Scientific classification
- Kingdom: Animalia
- Phylum: Platyhelminthes
- Class: Monogenea
- Order: Dactylogyridea
- Family: Diplectanidae
- Genus: Pseudorhabdosynochus
- Species: P. justinei
- Binomial name: Pseudorhabdosynochus justinei Zeng & Yang, 2007

= Pseudorhabdosynochus justinei =

- Genus: Pseudorhabdosynochus
- Species: justinei
- Authority: Zeng & Yang, 2007

Species of flatworm

Pseudorhabdosynochus justinei is a species of diplectanid monogenean that is parasitic on the gills of the longfin grouper Epinephelus quoyanus. It was described in 2007 by Binjian Zeng and Tingbao Yang from material from the South China Sea, and redescribed in 2009 by Justine, Dupoux & Cribb from material from off Queensland, Australia.

==Description==
Pseudorhabdosynochus justinei is a small monogenean, 0.3-0.5 mm in length.
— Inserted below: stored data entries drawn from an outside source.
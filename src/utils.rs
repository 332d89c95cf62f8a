pub const PROTON: f64 = 1.00727646677;

/// The mass difference between the C13 and C12 isotopes, used to step
/// back over missed monoisotopic peaks.
pub const C13_MASS_DIFFERENCE: f64 = 1.00335483;

#[inline]
pub fn mass_charge_ratio(mass: f64, z: i32) -> f64 {
    (mass / (z.abs() as f64)) + z as f64 * PROTON
}

#[inline]
pub fn neutral_mass(mz: f64, z: i32) -> f64 {
    (mz * z.abs() as f64) - z as f64 * PROTON
}

/// Precursor m/z offsets for `count` missed monoisotopic peaks, nearest first.
pub fn missing_isotope_offsets(count: u32) -> Vec<f64> {
    (1..=count)
        .map(|i| -(i as f64) * C13_MASS_DIFFERENCE)
        .collect()
}

#[cfg(test)]
mod test {
    use super::*;

    #[test]
    fn test_mass_round_trip() {
        let mz = mass_charge_ratio(1000.0, 2);
        assert!((neutral_mass(mz, 2) - 1000.0).abs() < 1e-9);
    }

    #[test]
    fn test_isotope_offsets() {
        let offsets = missing_isotope_offsets(2);
        assert_eq!(offsets.len(), 2);
        assert!((offsets[1] + 2.0 * C13_MASS_DIFFERENCE).abs() < 1e-12);
        assert!(missing_isotope_offsets(0).is_empty());
    }
}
The species has the general characteristics of other species of Pseudorhabdosynochus, with a flat body and a posterior haptor, which is the organ by which the monogenean attaches itself to the gill of is host. The haptor bears two squamodiscs, one ventral and one dorsal. The sclerotized male copulatory organ, or "quadriloculate organ", has the shape of a bean with four internal chambers, as in other species of Pseudorhabdosynochus.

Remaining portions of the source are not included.